• November 5, 2024

100 THR Experts Pen Letter Against WHO Vapor Stance

 100 THR Experts Pen Letter Against WHO Vapor Stance

Credit: Igor Golovnev

One hundred tobacco harm reduction (THR) experts have published a joint letter challenging the World Health Organization’s (WHO) approach to tobacco science and policy. The group is urging members of the Ninth Session of the Conference of the Parties (COP-9) of the Framework Convention on Tobacco Control (FCTC), a global intergovernmental treaty in which the WHO plays a major role, to encourage the WHO to support and promote the inclusion of tobacco harm reduction into its regulatory advisements.

Credit: Igor Golovnev.

“Smoke-free nicotine products offer a promising route to reducing the harms arising from smoking. There is compelling evidence that smoke-free products are much less harmful than cigarettes and that they can displace smoking for individuals and at the population level,” the letter states. “Regrettably, [the] WHO has been dismissive of the potential to transform the tobacco market from high-risk to low-risk products. [The] WHO is rejecting a public health strategy that could avoid millions of smoking-related deaths.”

The letter was published on Oct. 18 and will be sent to COP-9 delegates. In a joint statement, Ruth Bonita, former director of WHO Department of NCD Surveillance, and Robert Beaglehole, former director of the WHO Department of Chronic Disease Prevention and Health Promotion, stated that they were “extremely disappointed by WHO’s illogical and perverse approach” to reduced-harm nicotine delivery products, such as vaping.

“A key challenge in global tobacco control is to assist cigarette smokers to transition from burnt tobacco products to much less harmful options that provide the nicotine without the toxic smoke,” the statement reads. “[The] WHO’s continuing disregard of the wealth of evidence on the value of these products is condemning millions of smokers to preventable disease and premature death.”

The letter goes on to make seven points about the current vaping regulatory environment, such as the value of vaping in THR and the unintended consequences of poor regulatory policies.

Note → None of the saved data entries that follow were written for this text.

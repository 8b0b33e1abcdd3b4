//! Bearer token verification.
//!
//! Credentials are HS256 JSON Web Tokens issued by the external identity
//! service. Verification is self-contained: signature, algorithm and expiry are
//! checked against the shared secret, with no storage lookup.

use crate::identity::{Claims, Identity};
use base64::engine::general_purpose::URL_SAFE_NO_PAD;
use base64::Engine as _;
use hmac::{Hmac, Mac};
use serde::de::DeserializeOwned;
use serde::{Deserialize, Serialize};
use sha2::Sha256;
use std::fmt;
use std::time::{SystemTime, UNIX_EPOCH};
use thiserror::Error;
use tracing::debug;

type HmacSha256 = Hmac<Sha256>;

/// The only accepted signing algorithm.
const ALGORITHM: &str = "HS256";

/// Why a presented token was refused.
#[derive(Debug, Clone, Copy, PartialEq, Eq)]
pub enum TokenRejection {
    /// Not a well-formed token, or no identity claim.
    Malformed,
    /// Signed with something other than HS256.
    UnsupportedAlgorithm,
    /// Signature does not match the shared secret.
    BadSignature,
    /// Current time is at or past the expiry.
    Expired,
}

impl TokenRejection {
    /// Short label for logs and metrics.
    #[must_use]
    pub fn as_str(&self) -> &'static str {
        match self {
            TokenRejection::Malformed => "malformed",
            TokenRejection::UnsupportedAlgorithm => "unsupported_algorithm",
            TokenRejection::BadSignature => "bad_signature",
            TokenRejection::Expired => "expired",
        }
    }
}

impl fmt::Display for TokenRejection {
    fn fmt(&self, f: &mut fmt::Formatter<'_>) -> fmt::Result {
        f.write_str(self.as_str())
    }
}

/// Authentication errors raised while a connection is being established.
#[derive(Debug, Clone, PartialEq, Eq, Error)]
pub enum AuthError {
    /// No credential was supplied.
    #[error("Authentication token is required")]
    MissingCredential,

    /// The credential could not be verified.
    #[error("Invalid or expired token")]
    InvalidOrExpired(TokenRejection),
}

impl AuthError {
    /// Short label for logs and metrics.
    #[must_use]
    pub fn reason(&self) -> &'static str {
        match self {
            AuthError::MissingCredential => "missing",
            AuthError::InvalidOrExpired(rejection) => rejection.as_str(),
        }
    }
}

/// Errors raised while signing a token.
#[derive(Debug, Error)]
pub enum IssueError {
    /// Claims could not be serialized.
    #[error("Failed to encode claims: {0}")]
    Encode(#[from] serde_json::Error),

    /// The signing key was rejected.
    #[error("Invalid signing key")]
    Key,
}

/// Verifies credentials presented at connection time.
///
/// This is the seam to the identity service: the relay never sees account
/// records, only the claims a verifier vouches for.
pub trait TokenVerifier: Send + Sync {
    /// Verify the raw `authorization` value and extract its claims.
    ///
    /// # Errors
    ///
    /// Returns [`AuthError::MissingCredential`] if `credential` is absent or
    /// blank, and [`AuthError::InvalidOrExpired`] for any other failure.
    fn verify(&self, credential: Option<&str>) -> Result<Claims, AuthError>;
}

#[derive(Deserialize)]
struct Header {
    alg: String,
}

#[derive(Deserialize)]
struct RawClaims {
    #[serde(default)]
    id: Option<serde_json::Value>,
    #[serde(default)]
    sub: Option<serde_json::Value>,
    #[serde(default, rename = "firstName")]
    first_name: Option<String>,
    #[serde(default)]
    exp: Option<u64>,
}

#[derive(Serialize)]
struct OutHeader<'a> {
    alg: &'a str,
    typ: &'a str,
}

#[derive(Serialize)]
struct OutClaims<'a> {
    id: &'a str,
    #[serde(rename = "firstName", skip_serializing_if = "Option::is_none")]
    first_name: Option<&'a str>,
    iat: u64,
    #[serde(skip_serializing_if = "Option::is_none")]
    exp: Option<u64>,
}

/// HS256 JWT verifier bound to a shared secret.
#[derive(Clone)]
pub struct JwtVerifier {
    secret: Vec<u8>,
    leeway_secs: u64,
}

impl fmt::Debug for JwtVerifier {
    fn fmt(&self, f: &mut fmt::Formatter<'_>) -> fmt::Result {
        f.debug_struct("JwtVerifier")
            .field("secret", &"<redacted>")
            .field("leeway_secs", &self.leeway_secs)
            .finish()
    }
}

impl JwtVerifier {
    /// Create a verifier for the given shared secret.
    #[must_use]
    pub fn new(secret: impl Into<Vec<u8>>) -> Self {
        Self {
            secret: secret.into(),
            leeway_secs: 0,
        }
    }

    /// Tolerate clock skew of up to `secs` past the expiry.
    #[must_use]
    pub fn with_leeway(mut self, secs: u64) -> Self {
        self.leeway_secs = secs;
        self
    }

    /// Verify a bare token against an explicit clock.
    ///
    /// # Errors
    ///
    /// Returns the reason the token was refused.
    pub fn verify_at(&self, token: &str, now: u64) -> Result<Claims, TokenRejection> {
        let (signing_input, signature) =
            token.rsplit_once('.').ok_or(TokenRejection::Malformed)?;
        let (header, payload) = signing_input
            .split_once('.')
            .ok_or(TokenRejection::Malformed)?;
        if payload.contains('.') {
            return Err(TokenRejection::Malformed);
        }

        let header: Header = decode_segment(header)?;
        if header.alg != ALGORITHM {
            return Err(TokenRejection::UnsupportedAlgorithm);
        }

        let signature = URL_SAFE_NO_PAD
            .decode(signature.trim_end_matches('='))
            .map_err(|_| TokenRejection::Malformed)?;
        let mut mac =
            HmacSha256::new_from_slice(&self.secret).map_err(|_| TokenRejection::BadSignature)?;
        mac.update(signing_input.as_bytes());
        mac.verify_slice(&signature)
            .map_err(|_| TokenRejection::BadSignature)?;

        let raw: RawClaims = decode_segment(payload)?;
        if let Some(exp) = raw.exp {
            if now >= exp.saturating_add(self.leeway_secs) {
                return Err(TokenRejection::Expired);
            }
        }

        let identity = raw
            .id
            .as_ref()
            .and_then(identity_from_claim)
            .or_else(|| raw.sub.as_ref().and_then(identity_from_claim))
            .ok_or(TokenRejection::Malformed)?;

        Ok(Claims {
            identity,
            display_name: raw.first_name,
            expires_at: raw.exp,
        })
    }

    /// Sign a token carrying `claims`.
    ///
    /// # Errors
    ///
    /// Returns an error if the claims cannot be encoded.
    pub fn issue(&self, claims: &Claims) -> Result<String, IssueError> {
        let header = serde_json::to_vec(&OutHeader {
            alg: ALGORITHM,
            typ: "JWT",
        })?;
        let payload = serde_json::to_vec(&OutClaims {
            id: claims.identity.as_str(),
            first_name: claims.display_name.as_deref(),
            iat: unix_now(),
            exp: claims.expires_at,
        })?;

        let signing_input = format!(
            "{}.{}",
            URL_SAFE_NO_PAD.encode(header),
            URL_SAFE_NO_PAD.encode(payload)
        );
        let mut mac = HmacSha256::new_from_slice(&self.secret).map_err(|_| IssueError::Key)?;
        mac.update(signing_input.as_bytes());
        let signature = URL_SAFE_NO_PAD.encode(mac.finalize().into_bytes());

        Ok(format!("{signing_input}.{signature}"))
    }
}

impl TokenVerifier for JwtVerifier {
    fn verify(&self, credential: Option<&str>) -> Result<Claims, AuthError> {
        let token = credential
            .and_then(extract_token)
            .ok_or(AuthError::MissingCredential)?;

        self.verify_at(token, unix_now()).map_err(|rejection| {
            debug!(reason = %rejection, "Token rejected");
            AuthError::InvalidOrExpired(rejection)
        })
    }
}

/// Strip an optional `Bearer` scheme and surrounding whitespace.
fn extract_token(credential: &str) -> Option<&str> {
    let value = credential.trim();
    let token = match value.get(..6) {
        Some(scheme)
            if scheme.eq_ignore_ascii_case("bearer")
                && value[6..].chars().next().map_or(true, char::is_whitespace) =>
        {
            value[6..].trim_start()
        }
        _ => value,
    };
    (!token.is_empty()).then_some(token)
}

fn decode_segment<T: DeserializeOwned>(segment: &str) -> Result<T, TokenRejection> {
    let bytes = URL_SAFE_NO_PAD
        .decode(segment.trim_end_matches('='))
        .map_err(|_| TokenRejection::Malformed)?;
    serde_json::from_slice(&bytes).map_err(|_| TokenRejection::Malformed)
}

fn identity_from_claim(value: &serde_json::Value) -> Option<Identity> {
    match value {
        serde_json::Value::String(s) if !s.is_empty() => Some(Identity::new(s.clone())),
        serde_json::Value::Number(n) => Some(Identity::new(n.to_string())),
        _ => None,
    }
}

fn unix_now() -> u64 {
    SystemTime::now()
        .duration_since(UNIX_EPOCH)
        .map(|d| d.as_secs())
        .unwrap_or(0)
}

#[cfg(test)]
mod tests {
    use super::*;

    const SECRET: &[u8] = b"test-secret";

    fn verifier() -> JwtVerifier {
        JwtVerifier::new(SECRET)
    }

    fn raw_token(header: &str, payload: &str, secret: &[u8]) -> String {
        let input = format!(
            "{}.{}",
            URL_SAFE_NO_PAD.encode(header),
            URL_SAFE_NO_PAD.encode(payload)
        );
        let mut mac = HmacSha256::new_from_slice(secret).unwrap();
        mac.update(input.as_bytes());
        format!(
            "{input}.{}",
            URL_SAFE_NO_PAD.encode(mac.finalize().into_bytes())
        )
    }

    #[test]
    fn test_issue_then_verify() {
        let token = verifier()
            .issue(&Claims::new("alice").with_display_name("Alice"))
            .unwrap();

        let claims = verifier().verify(Some(token.as_str())).unwrap();
        assert_eq!(claims.identity, Identity::new("alice"));
        assert_eq!(claims.display_name.as_deref(), Some("Alice"));
        assert_eq!(claims.expires_at, None);
    }

    #[test]
    fn test_bearer_prefix_accepted() {
        let token = verifier().issue(&Claims::new("alice")).unwrap();
        let claims = verifier().verify(Some(format!("Bearer {token}").as_str())).unwrap();
        assert_eq!(claims.identity.as_str(), "alice");

        let claims = verifier().verify(Some(format!("bearer   {token}").as_str())).unwrap();
        assert_eq!(claims.identity.as_str(), "alice");
    }

    #[test]
    fn test_missing_credential() {
        assert_eq!(verifier().verify(None), Err(AuthError::MissingCredential));
        assert_eq!(verifier().verify(Some("")), Err(AuthError::MissingCredential));
        assert_eq!(verifier().verify(Some("   ")), Err(AuthError::MissingCredential));
        assert_eq!(
            verifier().verify(Some("Bearer ")),
            Err(AuthError::MissingCredential)
        );
    }

    #[test]
    fn test_expired_token() {
        let token = verifier()
            .issue(&Claims::new("alice").with_expiry(1_000))
            .unwrap();

        assert_eq!(
            verifier().verify(Some(token.as_str())),
            Err(AuthError::InvalidOrExpired(TokenRejection::Expired))
        );
        assert_eq!(
            verifier().verify_at(&token, 1_000),
            Err(TokenRejection::Expired)
        );
        assert!(verifier().verify_at(&token, 999).is_ok());
    }

    #[test]
    fn test_leeway_extends_expiry() {
        let token = verifier()
            .issue(&Claims::new("alice").with_expiry(1_000))
            .unwrap();

        let lenient = verifier().with_leeway(30);
        assert!(lenient.verify_at(&token, 1_029).is_ok());
        assert_eq!(lenient.verify_at(&token, 1_030), Err(TokenRejection::Expired));
    }

    #[test]
    fn test_wrong_secret() {
        let token = JwtVerifier::new("other").issue(&Claims::new("alice")).unwrap();
        assert_eq!(
            verifier().verify(Some(token.as_str())),
            Err(AuthError::InvalidOrExpired(TokenRejection::BadSignature))
        );
    }

    #[test]
    fn test_tampered_payload() {
        let token = verifier().issue(&Claims::new("alice")).unwrap();
        let mut parts: Vec<&str> = token.split('.').collect();
        let forged = URL_SAFE_NO_PAD.encode(r#"{"id":"mallory"}"#);
        parts[1] = &forged;

        assert_eq!(
            verifier().verify_at(&parts.join("."), 0),
            Err(TokenRejection::BadSignature)
        );
    }

    #[test]
    fn test_malformed_tokens() {
        for token in ["garbage", "a.b", "a.b.c.d", "!!.??.##"] {
            assert_eq!(
                verifier().verify_at(token, 0),
                Err(TokenRejection::Malformed),
                "token {token:?}"
            );
        }
    }

    #[test]
    fn test_alg_none_refused() {
        let token = raw_token(r#"{"alg":"none"}"#, r#"{"id":"alice"}"#, SECRET);
        assert_eq!(
            verifier().verify_at(&token, 0),
            Err(TokenRejection::UnsupportedAlgorithm)
        );
    }

    #[test]
    fn test_numeric_id_and_sub_fallback() {
        let token = raw_token(r#"{"alg":"HS256"}"#, r#"{"id":42,"firstName":"Ada"}"#, SECRET);
        let claims = verifier().verify_at(&token, 0).unwrap();
        assert_eq!(claims.identity.as_str(), "42");
        assert_eq!(claims.display_name.as_deref(), Some("Ada"));

        let token = raw_token(r#"{"alg":"HS256"}"#, r#"{"sub":"bob"}"#, SECRET);
        assert_eq!(
            verifier().verify_at(&token, 0).unwrap().identity.as_str(),
            "bob"
        );
    }

    #[test]
    fn test_missing_identity_claim() {
        let token = raw_token(r#"{"alg":"HS256"}"#, r#"{"firstName":"Ada"}"#, SECRET);
        assert_eq!(
            verifier().verify_at(&token, 0),
            Err(TokenRejection::Malformed)
        );
    }

    #[test]
    fn test_debug_redacts_secret() {
        let rendered = format!("{:?}", verifier());
        assert!(!rendered.contains("test-secret"));
    }
}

The authors then go on to make six suggestions for the WHO to consider:

  • Make tobacco harm reduction a component of the global strategy to meet the Sustainable
    Development Goals for health, notably SDG 3.4 on non-communicable diseases.
  • Insist that any WHO policy analysis makes a proper assessment of benefits to smokers or would-be
    smokers, including adolescents, as well as risks to users and non-users of these products.
  • Require any policy proposals, particularly prohibitions, to reflect the risks of unintended
    consequences, including potential increases in smoking and other adverse responses.
  • Properly apply Article 5.3 of the FCTC to address genuine tobacco industry malpractice, but not to
    create a counterproductive barrier to reduced-risk products that have public health benefits or to
    prevent critical assessment of industry data strictly on its scientific merits.
  • Make the FCTC negotiations more open to stakeholders with harm-reduction perspectives, including
    consumers, public health experts, and some businesses with significant specialised knowledge not
    held within the traditional tobacco control community.
  • Initiate an independent review of WHO and the FCTC approach to tobacco policy in the context of
    the SDGs. Such a review could address the interpretation and use of science, the quality of policy
    advice, stakeholder engagement, and accountability and governance. The Independent Panel for
    Pandemic Preparedness and Response (IPPPR), initiated to evaluate the response to the COVID-19
    pandemic, offers such a model.

Another signatory, David Sweanor, adjunct professor of law, chair of the Advisory Board of the Centre for Health Law, Policy and Ethics University of Ottawa, Canada, in a separate statement, said that effective public health efforts need to be based on science, reason and humanism. Instead, the WHO is aligning itself against all three when dealing with nicotine.

“The result is that one of the greatest opportunities to improve global health, separating nicotine use from smoke inhalation, is being squandered. Global trust in health authorities, and the WHO in particular, has never been so important,” the statement reads. “Yet the WHO is abandoning science, rationality and humanism on nicotine and instead apparently pursuing the moralistic abstinence-only agenda of external funders. This is a public health tragedy that extends well beyond the unnecessary sickening of the billion-plus people who smoke cigarettes.”